Laura Gregory played her role as the Princess well; Corey Rumble as the Prince was not involved as much as people may have expected, though. Claire Sweeney as Carabosse and Warren Donnelly as the King made up a strong cast (and you can read an interview from those two about this show by clicking here). Elsewhere, the settings were stunning, with great attention to detail (such as chandelier lights using a crown-shaped frame within the palace), and the use of ghosts and similarly scary creatures within the “spooky” tower gave this show more of a Halloween-esque feel than you would normally expect. There was also a varied soundtrack throughout the show, as well as performances of some recognisable numbers such as Kool & The Gang’s Celebration.

Perhaps the funniest aspect of the show came towards the end, when a number of children were invited for some audience participation with prizes at stake. There’s an old saying in show business about the unpredictability of working with children, and that thought popped up watching this part of the performance as the kids stole the show with hilariously high-pitched laughs, amusing answers and a feeling of independence when running around on stage. Chester played up to this brilliantly in his one way, making this the most memorable scene of the whole evening. The adults found this to be uproarious, as they did during other scenes where the “risqué” element of pantomime was taken as far as I’ve ever seen.
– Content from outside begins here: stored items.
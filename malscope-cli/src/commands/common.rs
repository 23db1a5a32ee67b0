use std::path::Path;

use anyhow::Context;
use log::warn;
use malscope::{
    file::ProgramImage,
    session::{trace_from_bytes, Disassembler, DisassemblerConfig, Disassembly, RunDriver},
    vm::{EndOfTrace, Interrupt},
};

use crate::{
    app::SessionOptions,
    console::{TerminalConsole, TerminalOperator},
};

/// Load a program image.
pub fn load_image(path: &Path) -> anyhow::Result<ProgramImage> {
    ProgramImage::from_file(path)
        .with_context(|| format!("failed to load program: {}", path.display()))
}

/// Session settings for `opts`; replayed traces switch to scripted mode.
fn session_config(opts: &SessionOptions) -> DisassemblerConfig {
    let mut config = if opts.traces.is_empty() {
        DisassemblerConfig::interactive()
    } else {
        DisassemblerConfig::scripted()
    };
    if opts.eof_after_trace {
        config = config.with_end_of_trace(EndOfTrace::EndOfInput);
    }
    if let Some(threshold) = opts.long_cycle {
        config = config.with_long_cycle_threshold(threshold);
    }
    config
        .with_optimize_entry(!opts.no_optimize)
        .with_entry_search_limit(opts.entry_limit)
}

/// A disassembler configured from `opts`, cancelled through `interrupt`.
pub fn disassembler(opts: &SessionOptions, interrupt: &Interrupt) -> Disassembler {
    Disassembler::new(session_config(opts)).with_interrupt(interrupt.clone())
}

/// Run a complete session on the program at `path`.
pub fn analyse(
    path: &Path,
    opts: &SessionOptions,
    disassembler: &Disassembler,
) -> anyhow::Result<Disassembly> {
    let image = load_image(path)?;

    let result = if opts.traces.is_empty() {
        let mut console = TerminalConsole;
        let mut operator = TerminalOperator;
        disassembler.analyse(
            &image,
            RunDriver::Interactive {
                console: &mut console,
                operator: &mut operator,
            },
        )
    } else {
        let traces = opts
            .traces
            .iter()
            .map(|trace| {
                std::fs::read(trace)
                    .map(|data| trace_from_bytes(&data))
                    .with_context(|| format!("failed to read input trace: {}", trace.display()))
            })
            .collect::<anyhow::Result<Vec<_>>>()?;
        disassembler.analyse(&image, RunDriver::Scripted { traces: &traces })
    };
    let disassembly =
        result.with_context(|| format!("failed to disassemble: {}", path.display()))?;

    if disassembly.components.unreliable() {
        warn!(
            "{} blocks are neither code nor data, the result is unreliable",
            disassembly.components.inconsistencies
        );
    }
    Ok(disassembly)
}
On the downside, there were a couple of issues with the special effects, as the pyrotechnics often left an unnecessarily strong smoky scent in the air, and the lighting was muddled in the closing scene of the first half. I also expected the show as a whole to last a little longer, and the story wasn’t quite as strong as it could have been, mostly revolving around the showdown between Carabosse and the Prince, which seemed a little rushed. But the kids were delighted with the show as a whole, which is always the most important thing.

So, if you’re looking for somewhere to take the kids this half-term, or even if you’re an adult who is looking for a fun day out, then Sleeping Beauty is a terrific option to deliver a lot of laughs for all of the family.